Getriebe sind Antriebselemente, die das Drehmoment erhöhen, die Drehzahl verringern oder erhöhen, die Drehrichtung umkehren oder die Richtung bzw. Drehrichtung einer Antriebswelle ändern können. Zusätzliches Spiel, das sogenannte Zahnflankenspiel, ist in die Getriebekomponenten eingebaut, um ein Blockieren der Zahnräder zu verhindern. Dies würde zu Überhitzung und Beschädigung der Zähne führen. Ein potenzieller Nachteil besteht jedoch darin, dass das Zahnflankenspiel eine präzise Positionierung erschwert.
Getriebe mit geringem Zahnflankenspiel verfügen über eine modifizierte Konstruktion zur Reduzierung oder Beseitigung des Zahnflankenspiels. Dies wird durch die Verwendung von Zahnrädern und Lagern mit engen Toleranzen sowie durch die präzise Abstimmung der Bauteile zur Minimierung von Maßabweichungen erreicht. Das Zahnflankenspiel ist häufig auf 30 Bogenminuten oder, je nach Ausführung, sogar auf bis zu 4 Bogenminuten begrenzt.
Design.
Die spielarmen Getriebe von Ondrives.US tragen zu einer höheren Positioniergenauigkeit und minimalen Stoßbelastungen beim Reversieren bei. Wir bieten Getriebe und Untersetzungsgetriebe in verschiedenen Ausführungen an, darunter auch Miniatur- und spielarme Konstruktionen. Unsere Ingenieure entwickeln auf Wunsch auch spielarme Getriebe nach Ihren Vorgaben oder durch Reverse Engineering bestehender Komponenten.
Als führender Hersteller von hochpräzisen Zahnrädern und Antriebskomponenten verfügen wir über die Erfahrung und das Know-how, um Getriebe nach Ihren individuellen Spezifikationen zu fertigen. Auf unserer Webseite „Getriebe-Kaufberatung“ finden Sie nützliche Informationen und eine Checkliste, die Ihnen bei der Auswahl des passenden Getriebes für Ihre Anwendung hilft.

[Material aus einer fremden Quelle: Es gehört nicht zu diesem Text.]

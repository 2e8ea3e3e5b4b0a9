use super::common::*;
use crate::workflows::intake::catalog::{
    self, CatalogTier, ARROW_BOARD, DRUMS, MESSAGE_BOARD, TRAFFIC_CONES,
    TRUCK_MOUNTED_ATTENUATOR,
};
use crate::workflows::intake::domain::FormState;
use crate::workflows::intake::pricing::{calculate, Money, OvertimeNotice};

#[test]
fn ten_drums_without_labor_deposit_half_the_equipment() {
    let state = FormState {
        catalog_quantities: quantities(&[(DRUMS, 10)]),
        ..FormState::default()
    };

    let summary = calculate(&state);
    assert_eq!(summary.equipment_cost, Money::from_dollars(100));
    assert_eq!(summary.labor_cost, Money::ZERO);
    assert_eq!(summary.deposit_amount.to_decimal_string(), "50.00");
    assert_eq!(summary.deposit_in_cents(), 5_000);
    assert_eq!(summary.equipment_balance(), Money::from_dollars(50));
}

#[test]
fn panel_totals_count_units_per_tier() {
    let state = FormState {
        catalog_quantities: quantities(&[
            ("Work Zone Ahead", 2),
            ("Sidewalk Closed", 1),
            ("Road Work Ahead (RWA)", 4),
            ("Reduced Speed Ahead", 3),
            (TRAFFIC_CONES, 20),
        ]),
        ..FormState::default()
    };

    let summary = calculate(&state);
    assert_eq!(summary.panel_a_total, 3);
    assert_eq!(summary.panel_b_total, 4);
    assert_eq!(summary.panel_c_total, 3);
    // 3 x $10 + 4 x $12 + 3 x $15 + 20 x $5
    assert_eq!(summary.equipment_cost, Money::from_dollars(223));
}

#[test]
fn labor_counts_only_when_requested() {
    let state = FormState {
        num_flaggers: 2,
        flagger_hours: 10,
        num_utc: 1,
        utc_hours: 6,
        ..FormState::default()
    };
    let idle = calculate(&state);
    assert_eq!(idle.labor_cost, Money::ZERO);
    assert_eq!(idle.flagger_hours_total, 0);

    let staffed = calculate(&FormState {
        needs_flaggers: true,
        needs_utc: true,
        ..state
    });
    assert_eq!(staffed.flagger_hours_total, 20);
    assert_eq!(staffed.utc_hours_total, 6);
    // 20 x $65 + 6 x $165
    assert_eq!(staffed.labor_cost, Money::from_dollars(2_290));
    assert_eq!(staffed.deposit_amount, Money::from_dollars(2_290));
}

#[test]
fn deposit_combines_full_labor_and_half_equipment() {
    let state = FormState {
        catalog_quantities: quantities(&[(ARROW_BOARD, 1), (MESSAGE_BOARD, 1)]),
        needs_flaggers: true,
        num_flaggers: 2,
        flagger_hours: 8,
        ..FormState::default()
    };

    let summary = calculate(&state);
    assert_eq!(summary.equipment_cost, Money::from_dollars(295));
    assert_eq!(summary.labor_cost, Money::from_dollars(1_040));
    assert_eq!(summary.deposit_amount, Money::from_cents(118_750));
    assert_eq!(summary.deposit_amount.to_string(), "$1,187.50");
}

#[test]
fn unknown_items_and_quote_only_items_add_nothing() {
    let state = FormState {
        catalog_quantities: quantities(&[
            ("Hovercraft Escort", 4),
            (TRUCK_MOUNTED_ATTENUATOR, 1),
        ]),
        ..FormState::default()
    };

    let summary = calculate(&state);
    assert_eq!(summary.equipment_cost, Money::ZERO);
    assert_eq!(summary.deposit_amount, Money::ZERO);
    assert_eq!(
        summary.quote_required_items,
        vec![TRUCK_MOUNTED_ATTENUATOR.to_string()]
    );
}

#[test]
fn catalog_names_are_unique_and_panels_are_complete() {
    let entries = catalog::entries();
    let mut names: Vec<_> = entries.iter().map(|entry| entry.name).collect();
    names.sort_unstable();
    names.dedup();
    assert_eq!(names.len(), entries.len());

    assert_eq!(catalog::entries_in(CatalogTier::PanelA).count(), 15);
    assert_eq!(catalog::entries_in(CatalogTier::PanelB).count(), 21);
    assert_eq!(catalog::entries_in(CatalogTier::PanelC).count(), 8);
    assert!(catalog::entries_in(CatalogTier::PanelC).all(|entry| entry.tier.is_sign_panel()));
    assert!(catalog::lookup(TRUCK_MOUNTED_ATTENUATOR)
        .map(|entry| entry.is_quote_only())
        .unwrap_or(false));
}

#[test]
fn overtime_notice_flags_weekends_and_long_shifts() {
    let weekday = FormState {
        start_date: Some(date(2025, 6, 10)),
        ..FormState::default()
    };
    let notice = OvertimeNotice::assess(&weekday);
    assert!(!notice.applies());
    assert_eq!(notice.label(), "Standard Rates Apply");

    let saturday = FormState {
        start_date: Some(date(2025, 6, 14)),
        ..FormState::default()
    };
    assert!(OvertimeNotice::assess(&saturday).weekend_start);

    let long_shift = FormState {
        utc_hours: 10,
        ..FormState::default()
    };
    let notice = OvertimeNotice::assess(&long_shift);
    assert!(notice.extended_utc_shift);
    assert_eq!(notice.label(), "Overtime Rates Detected");
}
//! Traffic-control intake engine: labor rules, deposit pricing, step validation and the
//! wizard reducer, plus the HTTP router and ambient config/telemetry shared with the API
//! service.

pub mod config;
pub mod error;
pub mod telemetry;
pub mod workflows;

Um das Spiel im Getriebe besser zu verstehen, ist ein klares Verständnis der Getriebemechanik unerlässlich. Strukturell besteht ein Getriebe aus mechanischen Teilen wie Ritzel, Lagern, Riemenscheiben, Rädern usw. Die genauen Kombinationen variieren je nach Getriebetyp. Allen Kombinationen ist gemeinsam, dass sie die Kraft vom Motorausgang auf den Verbraucher übertragen, um die Drehzahl zu reduzieren und das Drehmoment sicher und gleichmäßig zu erhöhen.
Zahnflankenspiel, auch Zahnflankenspiel genannt, ist der Abstand zwischen dem Zahnfuß des kraftübertragenden Zahns und dem Zahnfuß des nächsten Zahns. Dieses Spiel ist wichtig, damit die Zahnräder ineinandergreifen können, ohne sich zu verklemmen, und um die Schmierung im Gehäuse zu gewährleisten. Andererseits ist das Zahnflankenspiel mit erheblichen Bewegungsverlusten verbunden, die verhindern, dass ein Motor seine optimale Leistung erreicht. Diese Verluste beeinträchtigen zunächst die Effizienz und Präzision.
Falsche Toleranzen, Fehlausrichtung der Lager und Fertigungsungenauigkeiten neigen dazu, das Zahnflankenspiel zu erhöhen.
Kleinere Zahnradabstände werden entweder durch Fixierung eines Zahnrads mit voreingestelltem Abstand oder durch den Einsatz einer Feder erreicht. Eine starre Verschraubung ist bei bidirektionalen Getrieben mit Kegel-, Stirn-, Schnecken- oder Schrägverzahnung in Schwerlastanwendungen üblich. Die Federvorspannung ist eine deutlich bessere Wahl, um das Zahnflankenspiel bei niedrigen Drehmomenten auf akzeptablen Werten zu halten. Zu beachten ist, dass die fixierte Konstruktion ein regelmäßiges Nachbearbeiten der Zähne erfordert, da diese mit der Zeit verschleißen.